Nkisi or Nkishi (plural varies: minkisi, mikisi, zinkisi, or nkisi) are spirits or an object that a spirit inhabits. It is frequently applied to a variety of objects used throughout the Congo Basin in Central Africa, especially in the Territory of Cabinda that are believed to contain spiritual powers or spirits. The term and its concept have passed with the Atlantic slave trade to the Americas.

==Meaning==

The current meaning of the term derives from the root *-kitį, referring to a spiritual entity or material objects in which it is manifested or inhabits in Proto-Njila, an ancient subdivision of the Bantu language family.

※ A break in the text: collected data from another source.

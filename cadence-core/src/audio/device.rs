//! Audio device enumeration.

use serde::{Deserialize, Serialize};

/// Which side of the duplex a device serves.
#[derive(Debug, Clone, Copy, PartialEq, Eq, Serialize, Deserialize)]
#[serde(rename_all = "lowercase")]
pub enum DeviceDirection {
    Output,
    Input,
}

/// Metadata about an audio device.
#[derive(Debug, Clone, PartialEq, Serialize, Deserialize)]
#[serde(rename_all = "camelCase")]
pub struct DeviceInfo {
    /// Human-readable device name reported by the OS.
    pub name: String,
    pub direction: DeviceDirection,
    /// Whether this is the system default for its direction.
    pub is_default: bool,
    /// Default sample rate, when the device reports one.
    pub default_sample_rate: Option<u32>,
}

/// Default device first, then alphabetical.
pub fn sort_devices(list: &mut [DeviceInfo]) {
    list.sort_by_key(|d| (!d.is_default, d.name.to_ascii_lowercase()));
}

/// List all available audio output devices on the system.
///
/// Returns an empty `Vec` if no devices exist or enumeration fails.
#[cfg(feature = "audio-cpal")]
pub fn list_output_devices() -> Vec<DeviceInfo> {
    use cpal::traits::{DeviceTrait, HostTrait};

    let host = cpal::default_host();
    let default_name = host.default_output_device().and_then(|d| d.name().ok());

    match host.output_devices() {
        Ok(devices) => {
            let mut list = devices
                .enumerate()
                .map(|(idx, device)| {
                    let name = device
                        .name()
                        .unwrap_or_else(|_| format!("Output Device {}", idx + 1));
                    DeviceInfo {
                        is_default: default_name.as_deref() == Some(name.as_str()),
                        default_sample_rate: device
                            .default_output_config()
                            .ok()
                            .map(|c| c.sample_rate().0),
                        name,
                        direction: DeviceDirection::Output,
                    }
                })
                .collect::<Vec<_>>();
            sort_devices(&mut list);
            list
        }
        Err(e) => {
            tracing::warn!("failed to enumerate output devices: {e}");
            vec![]
        }
    }
}

/// List all available audio input devices on the system.
#[cfg(feature = "audio-cpal")]
pub fn list_input_devices() -> Vec<DeviceInfo> {
    use cpal::traits::{DeviceTrait, HostTrait};

    let host = cpal::default_host();
    let default_name = host.default_input_device().and_then(|d| d.name().ok());

    match host.input_devices() {
        Ok(devices) => {
            let mut list = devices
                .enumerate()
                .map(|(idx, device)| {
                    let name = device
                        .name()
                        .unwrap_or_else(|_| format!("Input Device {}", idx + 1));
                    DeviceInfo {
                        is_default: default_name.as_deref() == Some(name.as_str()),
                        default_sample_rate: device
                            .default_input_config()
                            .ok()
                            .map(|c| c.sample_rate().0),
                        name,
                        direction: DeviceDirection::Input,
                    }
                })
                .collect::<Vec<_>>();
            sort_devices(&mut list);
            list
        }
        Err(e) => {
            tracing::warn!("failed to enumerate input devices: {e}");
            vec![]
        }
    }
}

#[cfg(not(feature = "audio-cpal"))]
pub fn list_output_devices() -> Vec<DeviceInfo> {
    vec![]
}

#[cfg(not(feature = "audio-cpal"))]
pub fn list_input_devices() -> Vec<DeviceInfo> {
    vec![]
}

#[cfg(test)]
mod tests {
    use super::*;

    fn device(name: &str, is_default: bool) -> DeviceInfo {
        DeviceInfo {
            name: name.into(),
            direction: DeviceDirection::Output,
            is_default,
            default_sample_rate: Some(48_000),
        }
    }

    #[test]
    fn default_device_sorts_first() {
        let mut list = vec![
            device("b speakers", false),
            device("Z headphones", true),
            device("A monitor", false),
        ];
        sort_devices(&mut list);
        let names: Vec<_> = list.iter().map(|d| d.name.as_str()).collect();
        assert_eq!(names, ["Z headphones", "A monitor", "b speakers"]);
    }

    #[test]
    fn serializes_camel_case() {
        let json = serde_json::to_value(device("out", true)).unwrap();
        assert_eq!(json["isDefault"], true);
        assert_eq!(json["direction"], "output");
        assert_eq!(json["defaultSampleRate"], 48_000);
    }
}
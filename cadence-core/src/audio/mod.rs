//! Device I/O via the cpal backend, plus the sample-level audio helpers.
//!
//! # Design constraints
//!
//! The cpal callbacks run on OS audio threads at elevated priority. They
//! **must not** block on a mutex or perform I/O. The only steady-state
//! allocation is the `pcm16` payload of each `inputData` event while
//! recording.
//!
//! The output callback owns the `RenderEngine` outright. cpal hands it
//! buffers of whatever size the host picks, so a `BlockDriver` renders fixed
//! `block_len` blocks into a small staging buffer and copies them out frame
//! by frame, duplicating the mono signal across every output channel.
//!
//! When capture is enabled, the input callback mixes to mono and pushes into
//! an SPSC capture ring; the output callback pops one block per render and
//! passes it to the engine's capture path.
//!
//! # Threading note
//!
//! `cpal::Stream` is `!Send` on most platforms (COM on Windows, CoreAudio on macOS).
//! `AudioDuplex` therefore must be created and dropped on the same thread.
//! The session does this by calling `open` inside `spawn_blocking`.

pub mod convert;
pub mod device;
pub mod pcm;
pub mod resample;
pub mod silence;

#[cfg(feature = "audio-cpal")]
use cpal::{
    traits::{DeviceTrait, HostTrait, StreamTrait},
    SampleFormat, SampleRate, Stream, StreamConfig,
};

use crate::{
    buffering::{CaptureConsumer, Consumer},
    engine::RenderEngine,
    error::{CadenceError, Result},
};
#[cfg(feature = "audio-cpal")]
use std::sync::atomic::Ordering;
use std::sync::{atomic::AtomicBool, Arc};
#[cfg(feature = "audio-cpal")]
use tracing::{error, info, warn};

/// Renders fixed-size engine blocks and serves them one sample at a time.
pub struct BlockDriver {
    engine: RenderEngine,
    block: Vec<f32>,
    input_block: Vec<f32>,
    pos: usize,
    capture: Option<CaptureConsumer>,
}

impl BlockDriver {
    pub fn new(engine: RenderEngine, capture: Option<CaptureConsumer>) -> Self {
        let block_len = engine.block_len().max(1);
        Self {
            engine,
            block: vec![0.0; block_len],
            input_block: vec![0.0; block_len],
            pos: block_len,
            capture,
        }
    }

    /// Next mono output sample, rendering a new block when the current one is spent.
    pub fn next_sample(&mut self) -> f32 {
        if self.pos >= self.block.len() {
            self.render_block();
        }
        let sample = self.block[self.pos];
        self.pos += 1;
        sample
    }

    /// Fill an interleaved buffer of `channels` channels.
    pub fn fill_interleaved(&mut self, data: &mut [f32], channels: usize) {
        for frame in data.chunks_mut(channels.max(1)) {
            let sample = self.next_sample();
            frame.fill(sample);
        }
    }

    fn render_block(&mut self) {
        let captured = match self.capture.as_mut() {
            Some(ring) => {
                let n = ring.pop_slice(&mut self.input_block);
                self.input_block[n..].fill(0.0);
                n > 0
            }
            None => false,
        };
        let input = captured.then_some(self.input_block.as_slice());
        self.engine.process(input, &mut self.block);
        self.pos = 0;
    }
}

/// Handle to active output (and optional input) device streams. Both
/// callbacks go quiet once the shared `running` flag is cleared.
///
/// **Not `Send`**: create and drop this type on the same OS thread.
pub struct AudioDuplex {
    #[cfg(feature = "audio-cpal")]
    _output: Stream,
    #[cfg(feature = "audio-cpal")]
    _input: Option<Stream>,
    /// Output sample rate reported by the device (Hz).
    pub sample_rate: u32,
    pub channels: u16,
}

impl AudioDuplex {
    /// Open an output device by preferred name, otherwise the default output
    /// device, otherwise the first available one, and drive `engine` from
    /// its callback. With `capture`, also open the default input device.
    ///
    /// Capture is best-effort: an input device that is missing or runs at a
    /// different rate from the output is logged and skipped.
    #[cfg(feature = "audio-cpal")]
    pub fn open(
        engine: RenderEngine,
        running: Arc<AtomicBool>,
        preferred_output: Option<&str>,
        capture: bool,
    ) -> Result<Self> {
        let host = cpal::default_host();
        let device = select_output_device(&host, preferred_output)?;

        info!(
            device = device.name().unwrap_or_default().as_str(),
            "opening output device"
        );

        let supported = device
            .default_output_config()
            .map_err(|e| CadenceError::AudioDevice(e.to_string()))?;
        let sample_rate = supported.sample_rate().0;
        let channels = supported.channels();
        info!(sample_rate, channels, "output config selected");

        let config = StreamConfig {
            channels,
            sample_rate: SampleRate(sample_rate),
            buffer_size: cpal::BufferSize::Default,
        };

        let (input, capture_ring) = if capture {
            match open_capture(&host, sample_rate, Arc::clone(&running)) {
                Ok((stream, ring)) => (Some(stream), Some(ring)),
                Err(e) => {
                    warn!("capture disabled: {e}");
                    (None, None)
                }
            }
        } else {
            (None, None)
        };

        let mut driver = BlockDriver::new(engine, capture_ring);
        let running_out = Arc::clone(&running);
        let ch = channels as usize;

        let output = match supported.sample_format() {
            SampleFormat::F32 => device.build_output_stream(
                &config,
                move |data: &mut [f32], _info| {
                    if !running_out.load(Ordering::Relaxed) {
                        data.fill(0.0);
                        return;
                    }
                    driver.fill_interleaved(data, ch);
                },
                |err| error!("output stream error: {err}"),
                None,
            ),
            SampleFormat::I16 => device.build_output_stream(
                &config,
                move |data: &mut [i16], _info| {
                    if !running_out.load(Ordering::Relaxed) {
                        data.fill(0);
                        return;
                    }
                    for frame in data.chunks_mut(ch.max(1)) {
                        let sample = driver.next_sample();
                        frame.fill((sample.clamp(-1.0, 1.0) * 32767.0) as i16);
                    }
                },
                |err| error!("output stream error: {err}"),
                None,
            ),
            fmt => {
                return Err(CadenceError::AudioStream(format!(
                    "unsupported output sample format: {fmt:?}"
                )))
            }
        }
        .map_err(|e| CadenceError::AudioStream(e.to_string()))?;

        output
            .play()
            .map_err(|e| CadenceError::AudioStream(e.to_string()))?;

        Ok(Self {
            _output: output,
            _input: input,
            sample_rate,
            channels,
        })
    }
}

#[cfg(feature = "audio-cpal")]
fn select_output_device(host: &cpal::Host, preferred: Option<&str>) -> Result<cpal::Device> {
    if let Some(preferred_name) = preferred {
        match host.output_devices() {
            Ok(mut devices) => {
                if let Some(found) = devices.find(|device| {
                    device
                        .name()
                        .map(|name| name == preferred_name)
                        .unwrap_or(false)
                }) {
                    return Ok(found);
                }
                warn!(
                    "preferred output device '{}' not found, falling back",
                    preferred_name
                );
            }
            Err(e) => {
                warn!("failed to list output devices while resolving preference: {e}");
            }
        }
    }

    if let Some(default) = host.default_output_device() {
        return Ok(default);
    }
    let mut devices = host
        .output_devices()
        .map_err(|e| CadenceError::AudioDevice(e.to_string()))?;
    let fallback = devices.next().ok_or(CadenceError::NoDefaultOutputDevice)?;
    warn!("no default output device, falling back to first available output");
    Ok(fallback)
}

/// Open the default input device and mix it to mono into a fresh capture ring.
#[cfg(feature = "audio-cpal")]
fn open_capture(
    host: &cpal::Host,
    output_rate: u32,
    running: Arc<AtomicBool>,
) -> Result<(Stream, CaptureConsumer)> {
    use crate::buffering::{create_capture_ring, Producer};

    let device = host
        .default_input_device()
        .ok_or_else(|| CadenceError::AudioDevice("no default input device".into()))?;
    let supported = device
        .default_input_config()
        .map_err(|e| CadenceError::AudioDevice(e.to_string()))?;

    let sample_rate = supported.sample_rate().0;
    if sample_rate != output_rate {
        return Err(CadenceError::AudioDevice(format!(
            "input rate {sample_rate} Hz does not match output rate {output_rate} Hz"
        )));
    }
    let channels = supported.channels();
    let config = StreamConfig {
        channels,
        sample_rate: SampleRate(sample_rate),
        buffer_size: cpal::BufferSize::Default,
    };

    let (mut producer, consumer) = create_capture_ring();
    let ch = channels.max(1) as usize;
    let mut mix_buf: Vec<f32> = Vec::new();

    let stream = match supported.sample_format() {
        SampleFormat::F32 => device.build_input_stream(
            &config,
            move |data: &[f32], _info| {
                if !running.load(Ordering::Relaxed) {
                    return;
                }
                if ch == 1 {
                    producer.push_slice(data);
                    return;
                }
                let frames = data.len() / ch;
                mix_buf.resize(frames, 0.0);
                for (f, frame) in data.chunks_exact(ch).enumerate() {
                    mix_buf[f] = frame.iter().sum::<f32>() / ch as f32;
                }
                producer.push_slice(&mix_buf);
            },
            |err| error!("input stream error: {err}"),
            None,
        ),
        SampleFormat::I16 => device.build_input_stream(
            &config,
            move |data: &[i16], _info| {
                if !running.load(Ordering::Relaxed) {
                    return;
                }
                let frames = data.len() / ch;
                mix_buf.resize(frames, 0.0);
                for (f, frame) in data.chunks_exact(ch).enumerate() {
                    let sum: f32 = frame.iter().map(|s| *s as f32 / 32768.0).sum();
                    mix_buf[f] = sum / ch as f32;
                }
                producer.push_slice(&mix_buf);
            },
            |err| error!("input stream error: {err}"),
            None,
        ),
        fmt => {
            return Err(CadenceError::AudioStream(format!(
                "unsupported input sample format: {fmt:?}"
            )))
        }
    }
    .map_err(|e| CadenceError::AudioStream(e.to_string()))?;

    stream
        .play()
        .map_err(|e| CadenceError::AudioStream(e.to_string()))?;
    info!(sample_rate, channels, "capture device opened");

    Ok((stream, consumer))
}

/// Stub when the `audio-cpal` feature is disabled.
#[cfg(not(feature = "audio-cpal"))]
impl AudioDuplex {
    pub fn open(
        _engine: RenderEngine,
        _running: Arc<AtomicBool>,
        _preferred_output: Option<&str>,
        _capture: bool,
    ) -> Result<Self> {
        Err(CadenceError::AudioStream(
            "compiled without audio-cpal feature".into(),
        ))
    }
}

In its earliest attestations in Kikongo dialects in the early seventeenth century, it was transliterated as mokissie in Dutch, as the mu- prefix in this noun class was still pronounced. It was reported by Dutch visitors to Loango, the current territory of Cabinda, in the 1668 book Description of Africa as referring both to a material item and the spiritual entity that inhabits it. In the sixteenth century, when the Kingdom of Kongo was converted to Christianity, ukisi (a substance having characteristics of nkisi) was used to translate holy in the Kikongo Catechism of 1624.
==Use==
Close communication with ancestors and belief in the efficacy of their powers are closely associated with minkisi in Kongo tradition. Among the peoples of the Congo Basin, especially the Bakongo and the Songye people of Kasai, exceptional human powers are frequently believed to result from some sort of communication with the dead. People known as banganga (singular: nganga) work as healers, diviners, and mediators who defend the living against black magic (witchcraft) and provide them with remedies against diseases resulting either from witchcraft or the demands of bakisi (spirits), emissaries from the land of the dead.

Banganga harness the powers of bakisi and the dead by making minkisi. Minkisi are primarily containers – ceramic vessels, gourds, animal horns, shells, bundles, or any other object that can contain spiritually charged substances. Even graves themselves, as the home of the dead and hence the home of bakisi, can be considered as minkisi. In fact, minkisi have even been described as portable graves, and many include earth or relics from the grave of a powerful individual as a prime ingredient. The powers of the dead thus infuse the object and allow the nganga to control it. The metal objects commonly pounded into the surface of the power figures represent the minkisi's active roles during rituals or ceremonies. Each nail or metal piece represents a vow, a signed treaty, and an effort to abolish evil. Ultimately, these figures most commonly represent reflections upon socially unacceptable behaviors and efforts to correct them.

Often, people would seek aid through minkisi. In order to do so, an individual would have to seek the guidance of a nganga. The nganga would proceed using their ability to intervene with minkisi on behalf of the person seeking aid.

The substances chosen for inclusion in minkisi are frequently called bilongo or milongo (singular nlongo), a word often translated as 'medicine'. However, their operation is not primarily pharmaceutical, as they are not applied to or ingested by those who are sick, and perhaps bilongo is more accurately translated as 'therapeutic substances'. Rather they are frequently chosen for metaphoric reasons, for example, bird claws in order to catch wrongdoers or because their names resemble characteristics of spirits in question.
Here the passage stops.